Laporan Wartawan Tribunnews.com, Mikael Dafit Adi Prasetyo
TRIBUNNEWS.COM, MANILA – Bank Pembangunan Asia (ADB) mengatakan bahwa pihaknya siap memberikan dukungan keuangan lebih lanjut untuk membantu mengatasi krisis ekonomi yang melanda Sri Lanka.
"Sebagai mitra utama jangka panjang, ADB siap memberikan dukungan lebih lanjut,” kata Masatsugu Asakawa, Presiden Bank Pembangunan Asia.
"Jadi kami bekerja sama dengan Pemerintah Sri Lanka dalam mendukung negara tersebut di masa yang penuh tantangan ini," tambahnya.
Baca juga: Ekonomi Sri Lanka Semakin Terpuruk, Inflasi Melonjak hingga 70,2 Persen
Dikutip dari Reuters, Rabu (28/9/2022) ekonomi Sri Lanka telah berkontraksi dan memicu inflasi yang sangat tinggi, sehingga memengaruhi standar hidup.
Sementara itu, Departemen Sensus dan Statistik Sri Lanka menyebutkan indeks harga konsumen nasional (CPI) naik menjadi 70,2 persen pada Agustus dari sebelumnya sebesar 66,7 persen pada Juli.
Tingginya inflasi Sri Lanka juga membuat harga makanan naik 84,6 persen, dan harga barang non makan naik 57,1 persen.
Asakawa mengatakan bahwa dia yakin Kolombo sedang bekerja untuk menyelesaikan kesepakatan tingkat staf dengan Dana Moneter Internasional (IMF) untuk pinjaman sekitar 2,9 miliar dolar AS, dengan mencari jaminan pembiayaan dari kreditur, di antara langkah-langkah lainnya.
"Setelah program IMF selesai, kami akan mempertimbangkan untuk bergabung dengan yang lain, dengan menyediakan sumber daya keuangan tambahan untuk bergabung dengan paket penyelamatan lain untuk Sri Lanka," kata Asakawa.

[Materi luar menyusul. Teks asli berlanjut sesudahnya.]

//! Application configuration
//!
//! Read from `$MIGTRACK_CONFIG` or `~/.config/migtrack/config.toml`. Every key
//! is optional; `MIGTRACK_DB` and `MIGTRACK_BATCH_SIZE` override the file.

use std::path::{Path, PathBuf};

use anyhow::{Context, Result, bail};
use serde::{Deserialize, Serialize};

use crate::import::DEFAULT_PROGRESS_INTERVAL;
use crate::store::DEFAULT_BATCH_SIZE;

pub const CONFIG_ENV: &str = "MIGTRACK_CONFIG";
pub const DATABASE_ENV: &str = "MIGTRACK_DB";
pub const BATCH_SIZE_ENV: &str = "MIGTRACK_BATCH_SIZE";

#[derive(Debug, Clone, PartialEq, Serialize, Deserialize)]
#[serde(default)]
pub struct Config {
    /// SQLite database holding committed records
    pub database_path: PathBuf,
    /// Records per storage batch
    pub batch_size: usize,
    /// Rows between progress updates during decoding
    pub progress_interval: usize,
}

impl Default for Config {
    fn default() -> Self {
        Self {
            database_path: default_database_path(),
            batch_size: DEFAULT_BATCH_SIZE,
            progress_interval: DEFAULT_PROGRESS_INTERVAL,
        }
    }
}

/// ~/.local/share/migtrack/migtrack.db (platform equivalent)
pub fn default_database_path() -> PathBuf {
    dirs::data_dir()
        .unwrap_or_else(|| PathBuf::from("."))
        .join("migtrack")
        .join("migtrack.db")
}

pub fn default_config_path() -> PathBuf {
    dirs::config_dir()
        .unwrap_or_else(|| PathBuf::from("."))
        .join("migtrack")
        .join("config.toml")
}

impl Config {
    /// Load from the process environment
    pub fn load() -> Result<Self> {
        Self::load_with(|key| std::env::var(key).ok())
    }

    /// Load using `lookup` for environment variables
    pub fn load_with(lookup: impl Fn(&str) -> Option<String>) -> Result<Self> {
        let path = lookup(CONFIG_ENV)
            .map(PathBuf::from)
            .unwrap_or_else(default_config_path);

        let mut config = if path.exists() {
            Self::from_file(&path)?
        } else {
            log::debug!("No config file at {}, using defaults", path.display());
            Self::default()
        };

        config.apply_env(&lookup)?;
        config.validate()?;
        Ok(config)
    }

    pub fn from_file(path: &Path) -> Result<Self> {
        let text = std::fs::read_to_string(path)
            .with_context(|| format!("Failed to read config file {}", path.display()))?;
        let config = Self::from_toml_str(&text)
            .with_context(|| format!("Failed to parse config file {}", path.display()))?;
        log::debug!("Loaded config from {}", path.display());
        Ok(config)
    }

    pub fn from_toml_str(text: &str) -> Result<Self> {
        Ok(toml::from_str(text)?)
    }

    fn apply_env(&mut self, lookup: &impl Fn(&str) -> Option<String>) -> Result<()> {
        if let Some(db) = lookup(DATABASE_ENV).filter(|v| !v.trim().is_empty()) {
            self.database_path = PathBuf::from(db);
        }
        if let Some(size) = lookup(BATCH_SIZE_ENV).filter(|v| !v.trim().is_empty()) {
            self.batch_size = size
                .trim()
                .parse()
                .with_context(|| format!("{} must be a positive integer, got '{}'", BATCH_SIZE_ENV, size))?;
        }
        Ok(())
    }

    pub fn validate(&self) -> Result<()> {
        if self.batch_size == 0 {
            bail!("batch_size must be at least 1");
        }
        if self.progress_interval == 0 {
            bail!("progress_interval must be at least 1");
        }
        Ok(())
    }
}
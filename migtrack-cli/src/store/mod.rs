//! Storage for imported records
//!
//! The import core only needs `save`; `fetch`, `clear` and `count` back the
//! `records` and `clear` commands.

pub mod batch;
pub mod memory;
pub mod sqlite;

use async_trait::async_trait;
use chrono::{DateTime, Utc};
use serde::Serialize;
use serde::de::DeserializeOwned;
use thiserror::Error;

use crate::import::{ImportKind, ImportRecord};

pub use batch::{BatchProgress, DEFAULT_BATCH_SIZE, PersistError, PersistReport, persist_in_batches};
pub use memory::MemoryStore;
pub use sqlite::SqliteStore;

#[derive(Debug, Error)]
pub enum StoreError {
    #[error("database error: {0}")]
    Database(#[from] sqlx::Error),

    #[error("failed to serialize record: {0}")]
    Serialization(#[from] serde_json::Error),

    #[error("I/O error: {0}")]
    Io(#[from] std::io::Error),

    #[error("batch size must be at least 1")]
    InvalidBatchSize,

    #[error("stored row is unreadable: {0}")]
    Corrupt(String),
}

/// Counts returned by one `save` call
#[derive(Debug, Clone, Copy, Default, PartialEq, Eq, Serialize)]
pub struct SaveOutcome {
    pub saved: usize,
    /// Records the store already held under the same key
    pub skipped: usize,
}

/// A record in its storage form
#[derive(Debug, Clone, PartialEq, Serialize)]
pub struct StoredRecord {
    pub kind: ImportKind,
    pub key: String,
    pub import_set: String,
    pub imported_at: DateTime<Utc>,
    pub payload: serde_json::Value,
}

impl StoredRecord {
    /// Deserialize the payload back into its typed record
    pub fn decode<T: DeserializeOwned>(&self) -> Result<T, StoreError> {
        Ok(serde_json::from_value(self.payload.clone())?)
    }
}

/// Conversion of a typed record into its storage form
pub trait StorableRecord: ImportRecord {
    /// Natural key, or a fresh unique key for schemas without one
    fn storage_key(&self) -> String {
        self.natural_key()
            .unwrap_or_else(|| uuid::Uuid::new_v4().to_string())
    }

    fn to_stored(&self) -> Result<StoredRecord, StoreError> {
        Ok(StoredRecord {
            kind: Self::KIND,
            key: self.storage_key(),
            import_set: self.import_set().to_string(),
            imported_at: self.import_date(),
            payload: serde_json::to_value(self)?,
        })
    }
}

impl<T: ImportRecord> StorableRecord for T {}

#[async_trait]
pub trait RecordStore: Send + Sync {
    /// Insert records, skipping any whose (kind, key) is already stored
    async fn save(&self, records: &[StoredRecord]) -> Result<SaveOutcome, StoreError>;

    /// Stored records of one kind in insertion order
    async fn fetch(&self, kind: ImportKind, limit: Option<usize>) -> Result<Vec<StoredRecord>, StoreError>;

    /// Remove every record of one kind, returning how many were removed
    async fn clear(&self, kind: ImportKind) -> Result<u64, StoreError>;

    async fn count(&self, kind: ImportKind) -> Result<u64, StoreError>;
}

#[cfg(test)]
mod tests {
    use super::*;
    use crate::import::{ClusterRecord, PackagingRecord};

    fn at() -> DateTime<Utc> {
        DateTime::parse_from_rfc3339("2024-06-01T09:00:00Z")
            .unwrap()
            .with_timezone(&Utc)
    }

    #[test]
    fn test_stored_form_uses_natural_key() {
        let record = PackagingRecord {
            application: Some("Office 365".into()),
            package_status: Some("ready".into()),
            readiness_date: None,
            import_date: at(),
            import_set: "IMP-20240601-090000".into(),
        };

        let stored = record.to_stored().unwrap();
        assert_eq!(stored.kind, ImportKind::Packaging);
        assert_eq!(stored.key, "office 365");
        assert_eq!(stored.import_set, "IMP-20240601-090000");
        assert_eq!(stored.decode::<PackagingRecord>().unwrap(), record);
    }

    #[test]
    fn test_keyless_records_get_unique_keys() {
        let record = ClusterRecord {
            department: Some("Finance".into()),
            simple_department: None,
            domain: None,
            cluster_id: Some("C1".into()),
            cluster_readiness: None,
            import_date: at(),
            import_set: "IMP-20240601-090000".into(),
        };

        let first = record.to_stored().unwrap();
        let second = record.to_stored().unwrap();
        assert_ne!(first.key, second.key);
    }
}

Di samping itu, Asakawa juga menunjuk pada risiko arus keluar modal secara tiba-tiba dari Asia dan prospek depresiasi mata uang yang sangat tajam, yang berlanjut untuk beberapa waktu, karena bank sentral AS memperketat kebijakan moneter secara agresif.
Baca juga: Ekonomi Sri Lanka Menyusut 8,4 Persen, Dipicu oleh Krisis Pupuk dan Bahan Bakar
"Selalu merupakan hal yang baik untuk sangat waspada terhadap pergerakan modal yang lebih luas ini," ujar Asakawa.
“Saya juga berusaha meningkatkan kerja sama keuangan regional kita, termasuk ASEAN+3,” tambahnya, merujuk pada pengelompokan China, Jepang, dan Korea Selatan dengan negara-negara Asia Tenggara.